Task statement -
Every line below that holds the word "ModelParams" counts once; please tally them and give only the total.

Dataset extract -

* * * * * * * * *

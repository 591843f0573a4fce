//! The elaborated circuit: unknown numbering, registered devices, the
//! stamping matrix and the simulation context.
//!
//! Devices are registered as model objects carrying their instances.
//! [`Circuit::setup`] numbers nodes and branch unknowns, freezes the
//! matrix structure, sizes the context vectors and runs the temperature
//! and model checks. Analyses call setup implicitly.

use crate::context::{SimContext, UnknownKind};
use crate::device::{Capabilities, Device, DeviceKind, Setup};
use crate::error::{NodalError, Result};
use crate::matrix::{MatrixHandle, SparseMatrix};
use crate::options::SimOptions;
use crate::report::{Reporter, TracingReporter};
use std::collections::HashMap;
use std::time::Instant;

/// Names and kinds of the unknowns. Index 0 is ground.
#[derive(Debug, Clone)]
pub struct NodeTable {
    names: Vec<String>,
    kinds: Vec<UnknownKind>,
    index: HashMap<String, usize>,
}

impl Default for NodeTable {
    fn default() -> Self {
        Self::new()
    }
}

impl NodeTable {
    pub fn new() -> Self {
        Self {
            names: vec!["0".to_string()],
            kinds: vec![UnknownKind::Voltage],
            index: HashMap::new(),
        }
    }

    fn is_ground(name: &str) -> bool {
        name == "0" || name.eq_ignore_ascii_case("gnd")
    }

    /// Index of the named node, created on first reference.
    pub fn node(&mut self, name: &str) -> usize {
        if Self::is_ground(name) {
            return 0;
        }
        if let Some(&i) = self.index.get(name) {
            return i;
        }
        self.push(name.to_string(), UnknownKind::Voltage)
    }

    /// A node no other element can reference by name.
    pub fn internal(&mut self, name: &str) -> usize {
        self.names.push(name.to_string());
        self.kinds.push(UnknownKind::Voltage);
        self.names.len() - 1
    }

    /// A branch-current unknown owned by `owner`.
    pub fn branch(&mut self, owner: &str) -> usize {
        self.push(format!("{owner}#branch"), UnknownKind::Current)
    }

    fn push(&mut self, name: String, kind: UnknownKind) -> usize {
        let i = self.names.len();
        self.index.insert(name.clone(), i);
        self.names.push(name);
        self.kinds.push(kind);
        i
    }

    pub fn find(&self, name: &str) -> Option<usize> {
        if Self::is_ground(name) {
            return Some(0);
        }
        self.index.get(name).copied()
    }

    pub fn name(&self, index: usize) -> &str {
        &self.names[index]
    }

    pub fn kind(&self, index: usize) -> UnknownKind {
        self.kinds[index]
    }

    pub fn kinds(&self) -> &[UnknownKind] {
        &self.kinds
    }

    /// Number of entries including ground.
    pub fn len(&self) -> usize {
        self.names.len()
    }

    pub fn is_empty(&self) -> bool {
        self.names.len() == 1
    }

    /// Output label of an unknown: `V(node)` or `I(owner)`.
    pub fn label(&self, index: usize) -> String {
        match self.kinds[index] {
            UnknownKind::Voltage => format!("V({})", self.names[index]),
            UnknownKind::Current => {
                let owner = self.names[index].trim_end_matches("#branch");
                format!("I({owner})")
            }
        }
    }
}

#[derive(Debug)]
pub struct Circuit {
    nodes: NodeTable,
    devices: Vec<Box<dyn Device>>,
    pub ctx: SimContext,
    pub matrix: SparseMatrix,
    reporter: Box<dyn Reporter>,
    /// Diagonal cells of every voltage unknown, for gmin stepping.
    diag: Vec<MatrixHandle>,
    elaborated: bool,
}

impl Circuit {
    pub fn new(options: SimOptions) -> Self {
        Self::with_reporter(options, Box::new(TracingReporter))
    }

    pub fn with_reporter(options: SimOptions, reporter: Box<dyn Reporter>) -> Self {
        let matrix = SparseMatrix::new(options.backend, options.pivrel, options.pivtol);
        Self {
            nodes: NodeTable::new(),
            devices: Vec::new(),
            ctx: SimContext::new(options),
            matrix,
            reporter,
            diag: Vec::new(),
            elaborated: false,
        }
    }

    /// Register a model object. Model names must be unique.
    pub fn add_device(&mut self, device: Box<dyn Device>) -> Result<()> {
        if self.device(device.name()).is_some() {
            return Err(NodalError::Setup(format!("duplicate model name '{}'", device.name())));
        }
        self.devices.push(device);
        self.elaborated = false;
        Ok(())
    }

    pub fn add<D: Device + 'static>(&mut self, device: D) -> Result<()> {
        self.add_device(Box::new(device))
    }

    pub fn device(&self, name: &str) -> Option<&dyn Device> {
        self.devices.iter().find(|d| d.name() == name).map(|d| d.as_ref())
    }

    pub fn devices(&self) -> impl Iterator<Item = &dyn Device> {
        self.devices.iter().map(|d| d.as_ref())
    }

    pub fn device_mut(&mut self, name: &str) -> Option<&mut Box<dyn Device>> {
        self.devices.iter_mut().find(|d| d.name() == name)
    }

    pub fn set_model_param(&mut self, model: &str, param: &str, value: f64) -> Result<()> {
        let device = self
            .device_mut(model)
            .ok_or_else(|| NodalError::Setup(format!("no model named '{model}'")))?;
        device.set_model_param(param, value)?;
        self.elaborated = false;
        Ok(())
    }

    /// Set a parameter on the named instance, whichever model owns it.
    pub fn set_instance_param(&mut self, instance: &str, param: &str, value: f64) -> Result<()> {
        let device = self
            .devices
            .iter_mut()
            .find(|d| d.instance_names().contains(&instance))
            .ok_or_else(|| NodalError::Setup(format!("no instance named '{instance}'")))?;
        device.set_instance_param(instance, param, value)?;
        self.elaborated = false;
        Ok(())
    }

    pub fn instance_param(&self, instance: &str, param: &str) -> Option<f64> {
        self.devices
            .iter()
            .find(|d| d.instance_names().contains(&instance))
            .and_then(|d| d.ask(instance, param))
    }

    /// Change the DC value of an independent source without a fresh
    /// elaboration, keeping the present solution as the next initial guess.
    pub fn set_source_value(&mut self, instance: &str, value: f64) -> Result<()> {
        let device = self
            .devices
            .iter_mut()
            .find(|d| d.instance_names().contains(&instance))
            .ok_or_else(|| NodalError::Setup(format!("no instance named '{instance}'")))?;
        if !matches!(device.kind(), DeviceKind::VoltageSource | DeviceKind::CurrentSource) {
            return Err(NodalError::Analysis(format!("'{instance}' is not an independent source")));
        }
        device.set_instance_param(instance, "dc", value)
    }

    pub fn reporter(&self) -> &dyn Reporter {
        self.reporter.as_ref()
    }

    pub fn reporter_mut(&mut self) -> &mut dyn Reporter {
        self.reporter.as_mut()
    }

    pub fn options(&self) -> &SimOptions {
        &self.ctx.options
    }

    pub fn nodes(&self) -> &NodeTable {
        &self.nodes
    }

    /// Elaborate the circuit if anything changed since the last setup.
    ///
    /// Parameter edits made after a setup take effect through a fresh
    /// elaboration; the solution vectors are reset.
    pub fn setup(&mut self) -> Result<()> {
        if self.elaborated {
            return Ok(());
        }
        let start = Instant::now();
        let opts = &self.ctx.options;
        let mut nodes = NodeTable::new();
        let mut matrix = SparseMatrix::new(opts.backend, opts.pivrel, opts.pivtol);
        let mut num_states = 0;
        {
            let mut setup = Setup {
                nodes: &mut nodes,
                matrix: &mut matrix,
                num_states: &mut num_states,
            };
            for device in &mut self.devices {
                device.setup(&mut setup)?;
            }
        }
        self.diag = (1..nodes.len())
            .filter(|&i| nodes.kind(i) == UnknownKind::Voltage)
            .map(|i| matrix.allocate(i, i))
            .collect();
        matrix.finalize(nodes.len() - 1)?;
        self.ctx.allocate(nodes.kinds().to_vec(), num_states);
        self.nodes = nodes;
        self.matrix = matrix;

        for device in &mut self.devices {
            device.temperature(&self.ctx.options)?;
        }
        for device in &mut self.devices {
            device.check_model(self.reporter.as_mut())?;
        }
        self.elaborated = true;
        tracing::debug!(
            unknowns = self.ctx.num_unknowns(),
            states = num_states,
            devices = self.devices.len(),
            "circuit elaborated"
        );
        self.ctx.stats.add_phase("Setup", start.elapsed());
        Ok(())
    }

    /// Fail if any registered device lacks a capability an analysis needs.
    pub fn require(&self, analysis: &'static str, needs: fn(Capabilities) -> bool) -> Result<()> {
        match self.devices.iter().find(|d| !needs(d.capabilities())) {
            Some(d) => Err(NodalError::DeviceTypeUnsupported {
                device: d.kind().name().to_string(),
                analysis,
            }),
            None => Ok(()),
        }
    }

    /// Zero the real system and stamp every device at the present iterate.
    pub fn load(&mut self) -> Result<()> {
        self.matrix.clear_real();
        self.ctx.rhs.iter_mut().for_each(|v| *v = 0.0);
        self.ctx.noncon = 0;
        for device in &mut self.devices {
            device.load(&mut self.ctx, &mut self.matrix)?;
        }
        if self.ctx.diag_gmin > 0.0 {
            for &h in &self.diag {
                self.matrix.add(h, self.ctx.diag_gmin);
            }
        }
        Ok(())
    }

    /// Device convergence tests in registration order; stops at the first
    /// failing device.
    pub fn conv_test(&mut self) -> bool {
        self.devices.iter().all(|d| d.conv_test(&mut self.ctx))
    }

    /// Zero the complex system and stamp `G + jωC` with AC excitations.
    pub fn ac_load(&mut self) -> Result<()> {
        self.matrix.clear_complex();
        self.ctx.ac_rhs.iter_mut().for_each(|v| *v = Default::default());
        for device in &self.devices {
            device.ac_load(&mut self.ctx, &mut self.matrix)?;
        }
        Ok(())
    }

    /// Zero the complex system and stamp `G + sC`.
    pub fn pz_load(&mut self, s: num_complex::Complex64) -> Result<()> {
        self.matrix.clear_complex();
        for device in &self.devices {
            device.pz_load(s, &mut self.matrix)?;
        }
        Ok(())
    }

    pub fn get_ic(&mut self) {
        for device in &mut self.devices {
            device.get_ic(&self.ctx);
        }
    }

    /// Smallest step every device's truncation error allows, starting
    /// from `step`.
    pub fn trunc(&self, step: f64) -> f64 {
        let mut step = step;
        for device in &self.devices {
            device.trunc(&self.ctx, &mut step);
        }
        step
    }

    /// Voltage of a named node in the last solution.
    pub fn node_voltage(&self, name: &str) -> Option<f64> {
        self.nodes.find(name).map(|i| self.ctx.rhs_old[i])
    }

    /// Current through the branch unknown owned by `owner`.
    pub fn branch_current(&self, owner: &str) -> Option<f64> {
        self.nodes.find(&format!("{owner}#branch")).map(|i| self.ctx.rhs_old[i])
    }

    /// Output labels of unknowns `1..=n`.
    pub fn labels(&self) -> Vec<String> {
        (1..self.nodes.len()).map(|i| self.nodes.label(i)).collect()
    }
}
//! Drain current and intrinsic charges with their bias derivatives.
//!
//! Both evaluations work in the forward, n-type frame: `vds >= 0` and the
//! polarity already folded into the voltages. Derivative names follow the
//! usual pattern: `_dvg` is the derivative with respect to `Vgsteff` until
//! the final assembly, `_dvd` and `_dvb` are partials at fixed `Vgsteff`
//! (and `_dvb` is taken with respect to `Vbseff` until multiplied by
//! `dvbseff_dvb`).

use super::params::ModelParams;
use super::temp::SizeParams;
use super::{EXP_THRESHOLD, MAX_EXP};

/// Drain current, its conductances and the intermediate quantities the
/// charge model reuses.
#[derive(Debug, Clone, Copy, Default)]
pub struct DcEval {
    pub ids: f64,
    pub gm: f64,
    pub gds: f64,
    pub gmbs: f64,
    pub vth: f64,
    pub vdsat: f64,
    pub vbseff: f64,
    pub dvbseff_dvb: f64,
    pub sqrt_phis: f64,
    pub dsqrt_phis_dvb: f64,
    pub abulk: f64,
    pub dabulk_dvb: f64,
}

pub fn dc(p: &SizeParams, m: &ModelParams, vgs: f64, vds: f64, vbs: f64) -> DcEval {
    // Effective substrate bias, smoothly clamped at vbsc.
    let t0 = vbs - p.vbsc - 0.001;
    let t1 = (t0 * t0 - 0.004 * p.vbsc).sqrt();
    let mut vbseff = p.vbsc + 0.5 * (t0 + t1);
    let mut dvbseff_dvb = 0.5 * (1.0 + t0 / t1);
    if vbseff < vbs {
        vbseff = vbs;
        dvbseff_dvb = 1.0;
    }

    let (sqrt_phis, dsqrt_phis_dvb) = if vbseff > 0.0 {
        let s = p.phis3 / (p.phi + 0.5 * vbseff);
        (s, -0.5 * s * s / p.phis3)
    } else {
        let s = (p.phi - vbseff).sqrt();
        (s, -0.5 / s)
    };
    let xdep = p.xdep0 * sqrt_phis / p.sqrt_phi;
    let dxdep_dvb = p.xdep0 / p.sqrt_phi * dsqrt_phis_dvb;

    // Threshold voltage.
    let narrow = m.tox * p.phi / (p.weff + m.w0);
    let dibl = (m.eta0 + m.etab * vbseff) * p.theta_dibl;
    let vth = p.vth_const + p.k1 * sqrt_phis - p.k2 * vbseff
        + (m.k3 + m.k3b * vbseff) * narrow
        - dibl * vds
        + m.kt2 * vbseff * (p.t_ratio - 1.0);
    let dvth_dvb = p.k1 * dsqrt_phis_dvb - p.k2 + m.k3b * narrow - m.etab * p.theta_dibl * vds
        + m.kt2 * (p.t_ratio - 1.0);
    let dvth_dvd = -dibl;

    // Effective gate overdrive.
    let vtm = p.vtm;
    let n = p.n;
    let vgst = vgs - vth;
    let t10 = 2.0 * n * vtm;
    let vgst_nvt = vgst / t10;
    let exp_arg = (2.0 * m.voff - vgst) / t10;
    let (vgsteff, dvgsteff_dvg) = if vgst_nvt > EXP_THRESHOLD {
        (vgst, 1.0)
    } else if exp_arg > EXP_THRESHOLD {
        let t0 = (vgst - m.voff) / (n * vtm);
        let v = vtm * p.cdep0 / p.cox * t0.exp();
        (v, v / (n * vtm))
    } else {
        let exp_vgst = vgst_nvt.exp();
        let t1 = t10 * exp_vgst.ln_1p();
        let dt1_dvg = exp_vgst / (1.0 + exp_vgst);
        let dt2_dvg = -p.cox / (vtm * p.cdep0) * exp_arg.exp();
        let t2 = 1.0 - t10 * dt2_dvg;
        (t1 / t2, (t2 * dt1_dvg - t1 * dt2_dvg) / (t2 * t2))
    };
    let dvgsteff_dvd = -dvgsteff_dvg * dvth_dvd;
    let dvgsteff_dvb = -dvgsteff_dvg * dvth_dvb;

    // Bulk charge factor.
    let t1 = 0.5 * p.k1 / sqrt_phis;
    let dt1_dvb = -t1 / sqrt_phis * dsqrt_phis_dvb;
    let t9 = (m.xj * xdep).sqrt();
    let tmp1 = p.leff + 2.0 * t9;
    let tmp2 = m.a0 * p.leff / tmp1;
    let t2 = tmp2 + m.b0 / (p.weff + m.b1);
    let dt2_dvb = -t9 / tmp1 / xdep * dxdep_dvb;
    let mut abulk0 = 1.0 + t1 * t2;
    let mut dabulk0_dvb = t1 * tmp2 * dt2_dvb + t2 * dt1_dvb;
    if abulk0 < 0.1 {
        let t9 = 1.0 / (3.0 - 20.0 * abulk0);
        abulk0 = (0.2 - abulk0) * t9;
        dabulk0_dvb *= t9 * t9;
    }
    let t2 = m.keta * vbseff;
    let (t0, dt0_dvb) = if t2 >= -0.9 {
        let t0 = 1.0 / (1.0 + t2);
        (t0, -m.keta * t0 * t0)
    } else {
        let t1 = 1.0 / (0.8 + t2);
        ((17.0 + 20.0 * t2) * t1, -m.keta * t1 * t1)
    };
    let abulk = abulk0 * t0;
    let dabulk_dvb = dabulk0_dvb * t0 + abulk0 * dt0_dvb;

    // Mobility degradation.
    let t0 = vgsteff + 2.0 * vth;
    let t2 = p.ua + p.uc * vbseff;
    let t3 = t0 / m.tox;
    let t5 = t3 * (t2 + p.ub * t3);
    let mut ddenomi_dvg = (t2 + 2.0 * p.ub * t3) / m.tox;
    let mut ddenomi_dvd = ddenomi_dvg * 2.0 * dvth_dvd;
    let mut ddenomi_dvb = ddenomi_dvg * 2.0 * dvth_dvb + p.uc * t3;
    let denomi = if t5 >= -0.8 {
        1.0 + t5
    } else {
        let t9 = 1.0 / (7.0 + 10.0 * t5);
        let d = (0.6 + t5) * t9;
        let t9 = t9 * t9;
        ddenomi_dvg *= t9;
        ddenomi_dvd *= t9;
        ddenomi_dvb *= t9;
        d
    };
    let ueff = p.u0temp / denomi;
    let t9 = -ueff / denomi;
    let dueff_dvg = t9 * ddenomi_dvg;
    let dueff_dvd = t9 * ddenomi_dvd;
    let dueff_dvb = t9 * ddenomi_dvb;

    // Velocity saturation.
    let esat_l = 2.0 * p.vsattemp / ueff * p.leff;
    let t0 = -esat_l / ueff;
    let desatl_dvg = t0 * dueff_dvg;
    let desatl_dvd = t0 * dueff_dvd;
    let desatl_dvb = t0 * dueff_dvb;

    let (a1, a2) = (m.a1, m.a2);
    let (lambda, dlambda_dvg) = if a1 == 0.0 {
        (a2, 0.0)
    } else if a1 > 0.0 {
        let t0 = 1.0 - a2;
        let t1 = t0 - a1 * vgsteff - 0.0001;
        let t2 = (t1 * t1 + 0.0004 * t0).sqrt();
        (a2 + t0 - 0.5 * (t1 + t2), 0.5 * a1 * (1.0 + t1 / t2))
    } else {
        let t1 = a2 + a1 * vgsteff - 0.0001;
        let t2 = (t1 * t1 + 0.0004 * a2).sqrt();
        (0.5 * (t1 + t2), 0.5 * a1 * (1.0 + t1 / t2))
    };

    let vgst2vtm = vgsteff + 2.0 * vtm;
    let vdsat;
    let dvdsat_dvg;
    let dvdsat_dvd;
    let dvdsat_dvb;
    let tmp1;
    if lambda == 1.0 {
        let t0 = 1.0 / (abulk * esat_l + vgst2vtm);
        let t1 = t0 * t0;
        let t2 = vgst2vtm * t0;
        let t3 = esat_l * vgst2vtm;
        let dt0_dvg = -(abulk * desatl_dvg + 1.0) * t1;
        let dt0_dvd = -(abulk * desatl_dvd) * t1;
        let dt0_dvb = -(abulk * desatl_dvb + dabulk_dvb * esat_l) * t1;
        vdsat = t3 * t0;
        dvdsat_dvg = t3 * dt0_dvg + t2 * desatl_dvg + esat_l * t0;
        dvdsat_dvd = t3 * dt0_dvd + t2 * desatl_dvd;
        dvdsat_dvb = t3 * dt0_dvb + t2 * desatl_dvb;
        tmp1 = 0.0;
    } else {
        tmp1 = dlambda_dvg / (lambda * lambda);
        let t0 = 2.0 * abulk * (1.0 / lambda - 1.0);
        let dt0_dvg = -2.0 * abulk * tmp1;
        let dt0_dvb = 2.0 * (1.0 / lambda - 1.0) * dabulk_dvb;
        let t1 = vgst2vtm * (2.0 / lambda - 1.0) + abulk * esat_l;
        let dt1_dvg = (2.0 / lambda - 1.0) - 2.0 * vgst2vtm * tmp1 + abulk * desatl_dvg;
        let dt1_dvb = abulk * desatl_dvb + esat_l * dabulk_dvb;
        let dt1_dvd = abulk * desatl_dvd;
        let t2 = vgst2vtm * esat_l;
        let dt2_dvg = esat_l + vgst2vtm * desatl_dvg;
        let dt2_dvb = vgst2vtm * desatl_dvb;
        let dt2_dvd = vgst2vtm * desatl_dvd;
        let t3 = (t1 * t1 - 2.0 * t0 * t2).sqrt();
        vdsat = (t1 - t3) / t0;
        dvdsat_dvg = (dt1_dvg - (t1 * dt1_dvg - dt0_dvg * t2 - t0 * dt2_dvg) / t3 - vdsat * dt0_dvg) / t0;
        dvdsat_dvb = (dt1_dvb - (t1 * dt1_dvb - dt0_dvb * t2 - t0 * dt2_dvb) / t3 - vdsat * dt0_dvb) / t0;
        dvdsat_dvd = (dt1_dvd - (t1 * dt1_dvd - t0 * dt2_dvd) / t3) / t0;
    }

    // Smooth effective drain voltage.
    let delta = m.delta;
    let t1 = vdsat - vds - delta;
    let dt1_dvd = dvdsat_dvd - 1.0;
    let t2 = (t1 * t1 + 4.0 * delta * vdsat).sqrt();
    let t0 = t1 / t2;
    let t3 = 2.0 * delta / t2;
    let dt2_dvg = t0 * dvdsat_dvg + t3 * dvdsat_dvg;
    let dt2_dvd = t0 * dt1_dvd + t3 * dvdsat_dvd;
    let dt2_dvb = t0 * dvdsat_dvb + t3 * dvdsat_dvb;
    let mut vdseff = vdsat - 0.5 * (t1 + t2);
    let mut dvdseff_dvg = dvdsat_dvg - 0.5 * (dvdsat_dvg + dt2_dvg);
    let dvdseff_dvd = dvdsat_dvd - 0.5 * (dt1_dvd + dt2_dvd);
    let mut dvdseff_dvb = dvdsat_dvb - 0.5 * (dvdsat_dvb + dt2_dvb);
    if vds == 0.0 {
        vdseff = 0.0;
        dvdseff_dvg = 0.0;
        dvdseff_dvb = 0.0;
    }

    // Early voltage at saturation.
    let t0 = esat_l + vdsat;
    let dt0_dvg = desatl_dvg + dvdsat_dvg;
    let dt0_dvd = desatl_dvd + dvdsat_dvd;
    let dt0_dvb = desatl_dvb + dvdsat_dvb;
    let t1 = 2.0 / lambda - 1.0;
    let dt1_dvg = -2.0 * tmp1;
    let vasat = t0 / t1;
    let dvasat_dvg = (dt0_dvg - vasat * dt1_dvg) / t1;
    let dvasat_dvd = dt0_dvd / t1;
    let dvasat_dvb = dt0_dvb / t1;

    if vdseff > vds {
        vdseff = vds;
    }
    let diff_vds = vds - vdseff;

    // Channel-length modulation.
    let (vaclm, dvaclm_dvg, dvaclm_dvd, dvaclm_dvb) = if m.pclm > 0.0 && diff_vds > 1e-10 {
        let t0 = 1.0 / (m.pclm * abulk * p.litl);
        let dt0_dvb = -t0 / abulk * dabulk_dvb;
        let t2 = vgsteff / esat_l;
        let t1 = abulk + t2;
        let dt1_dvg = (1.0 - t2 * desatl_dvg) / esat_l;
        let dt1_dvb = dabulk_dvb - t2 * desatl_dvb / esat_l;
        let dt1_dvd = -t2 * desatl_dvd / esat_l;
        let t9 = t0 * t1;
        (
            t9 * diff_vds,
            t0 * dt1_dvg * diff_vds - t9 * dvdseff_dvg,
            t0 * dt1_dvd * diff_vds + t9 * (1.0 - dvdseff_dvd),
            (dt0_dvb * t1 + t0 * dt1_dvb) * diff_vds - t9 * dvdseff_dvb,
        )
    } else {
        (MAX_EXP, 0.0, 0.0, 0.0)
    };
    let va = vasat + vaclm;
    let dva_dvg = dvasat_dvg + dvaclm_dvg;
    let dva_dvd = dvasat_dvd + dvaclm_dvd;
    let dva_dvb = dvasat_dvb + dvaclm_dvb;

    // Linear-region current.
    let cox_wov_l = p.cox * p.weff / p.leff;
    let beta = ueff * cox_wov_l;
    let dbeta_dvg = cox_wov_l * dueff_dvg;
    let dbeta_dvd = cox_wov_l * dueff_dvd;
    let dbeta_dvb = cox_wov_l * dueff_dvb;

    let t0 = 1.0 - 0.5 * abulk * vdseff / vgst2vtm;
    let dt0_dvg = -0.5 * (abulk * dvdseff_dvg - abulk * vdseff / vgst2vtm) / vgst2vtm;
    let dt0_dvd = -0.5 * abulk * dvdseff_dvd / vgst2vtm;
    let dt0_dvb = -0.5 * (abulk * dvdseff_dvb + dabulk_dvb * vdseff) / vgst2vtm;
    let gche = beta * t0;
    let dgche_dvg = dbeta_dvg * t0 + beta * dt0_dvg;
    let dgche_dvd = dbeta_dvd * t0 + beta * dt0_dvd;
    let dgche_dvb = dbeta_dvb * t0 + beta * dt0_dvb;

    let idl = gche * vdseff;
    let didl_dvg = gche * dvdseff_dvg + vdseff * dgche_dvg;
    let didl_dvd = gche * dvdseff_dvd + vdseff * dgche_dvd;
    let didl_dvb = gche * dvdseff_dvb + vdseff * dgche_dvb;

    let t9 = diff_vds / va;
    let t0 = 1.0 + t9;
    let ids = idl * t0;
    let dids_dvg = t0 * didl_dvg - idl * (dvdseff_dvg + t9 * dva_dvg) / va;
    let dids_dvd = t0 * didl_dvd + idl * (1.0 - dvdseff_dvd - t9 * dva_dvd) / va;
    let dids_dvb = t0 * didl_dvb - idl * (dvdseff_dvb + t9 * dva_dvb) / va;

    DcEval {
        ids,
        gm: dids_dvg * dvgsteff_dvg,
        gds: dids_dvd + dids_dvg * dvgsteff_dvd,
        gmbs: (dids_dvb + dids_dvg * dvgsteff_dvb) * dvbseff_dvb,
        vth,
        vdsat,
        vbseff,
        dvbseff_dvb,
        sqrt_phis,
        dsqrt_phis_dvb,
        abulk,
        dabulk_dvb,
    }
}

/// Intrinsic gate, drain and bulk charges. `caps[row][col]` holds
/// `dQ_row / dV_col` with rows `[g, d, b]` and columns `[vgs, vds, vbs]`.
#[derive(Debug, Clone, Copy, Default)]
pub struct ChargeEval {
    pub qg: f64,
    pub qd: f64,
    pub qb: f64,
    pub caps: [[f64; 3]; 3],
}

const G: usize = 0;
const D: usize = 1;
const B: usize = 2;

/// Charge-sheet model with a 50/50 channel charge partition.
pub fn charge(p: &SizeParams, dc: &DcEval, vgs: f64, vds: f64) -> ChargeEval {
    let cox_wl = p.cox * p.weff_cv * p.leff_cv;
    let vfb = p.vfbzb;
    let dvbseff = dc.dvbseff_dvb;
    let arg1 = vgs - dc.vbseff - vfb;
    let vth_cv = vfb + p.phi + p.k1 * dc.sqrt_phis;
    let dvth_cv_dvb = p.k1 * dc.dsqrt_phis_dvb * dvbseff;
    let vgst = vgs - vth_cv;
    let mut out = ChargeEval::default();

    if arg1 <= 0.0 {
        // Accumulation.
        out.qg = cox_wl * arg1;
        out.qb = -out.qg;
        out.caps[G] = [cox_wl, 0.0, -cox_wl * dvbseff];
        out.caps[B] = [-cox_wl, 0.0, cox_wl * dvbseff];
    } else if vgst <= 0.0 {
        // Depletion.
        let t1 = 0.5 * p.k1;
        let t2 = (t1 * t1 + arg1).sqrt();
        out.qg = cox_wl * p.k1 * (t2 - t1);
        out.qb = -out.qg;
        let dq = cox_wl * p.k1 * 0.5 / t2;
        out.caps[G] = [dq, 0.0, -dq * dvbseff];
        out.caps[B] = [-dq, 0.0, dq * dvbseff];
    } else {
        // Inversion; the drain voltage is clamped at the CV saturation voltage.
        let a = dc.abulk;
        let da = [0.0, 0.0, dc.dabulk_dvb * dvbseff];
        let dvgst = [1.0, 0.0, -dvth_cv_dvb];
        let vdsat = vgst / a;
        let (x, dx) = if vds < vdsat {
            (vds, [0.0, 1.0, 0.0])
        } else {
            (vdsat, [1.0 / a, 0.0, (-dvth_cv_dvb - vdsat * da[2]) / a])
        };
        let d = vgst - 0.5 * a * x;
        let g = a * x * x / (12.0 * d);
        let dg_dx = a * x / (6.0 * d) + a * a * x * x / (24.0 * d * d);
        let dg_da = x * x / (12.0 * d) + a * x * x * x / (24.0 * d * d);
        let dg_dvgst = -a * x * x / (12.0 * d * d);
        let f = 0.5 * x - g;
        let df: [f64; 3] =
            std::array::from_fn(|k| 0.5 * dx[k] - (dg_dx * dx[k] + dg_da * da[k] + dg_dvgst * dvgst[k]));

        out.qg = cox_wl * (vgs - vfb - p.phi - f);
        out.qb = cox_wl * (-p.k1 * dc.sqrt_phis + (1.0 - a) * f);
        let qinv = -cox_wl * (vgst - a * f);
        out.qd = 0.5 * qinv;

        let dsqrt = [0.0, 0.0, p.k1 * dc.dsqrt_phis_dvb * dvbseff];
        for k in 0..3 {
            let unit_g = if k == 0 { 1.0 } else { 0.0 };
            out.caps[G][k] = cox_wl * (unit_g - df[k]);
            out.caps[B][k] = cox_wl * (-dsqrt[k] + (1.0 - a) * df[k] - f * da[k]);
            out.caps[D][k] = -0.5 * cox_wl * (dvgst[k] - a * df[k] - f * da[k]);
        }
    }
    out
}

* * * * * * * * *

Answer to this task -
2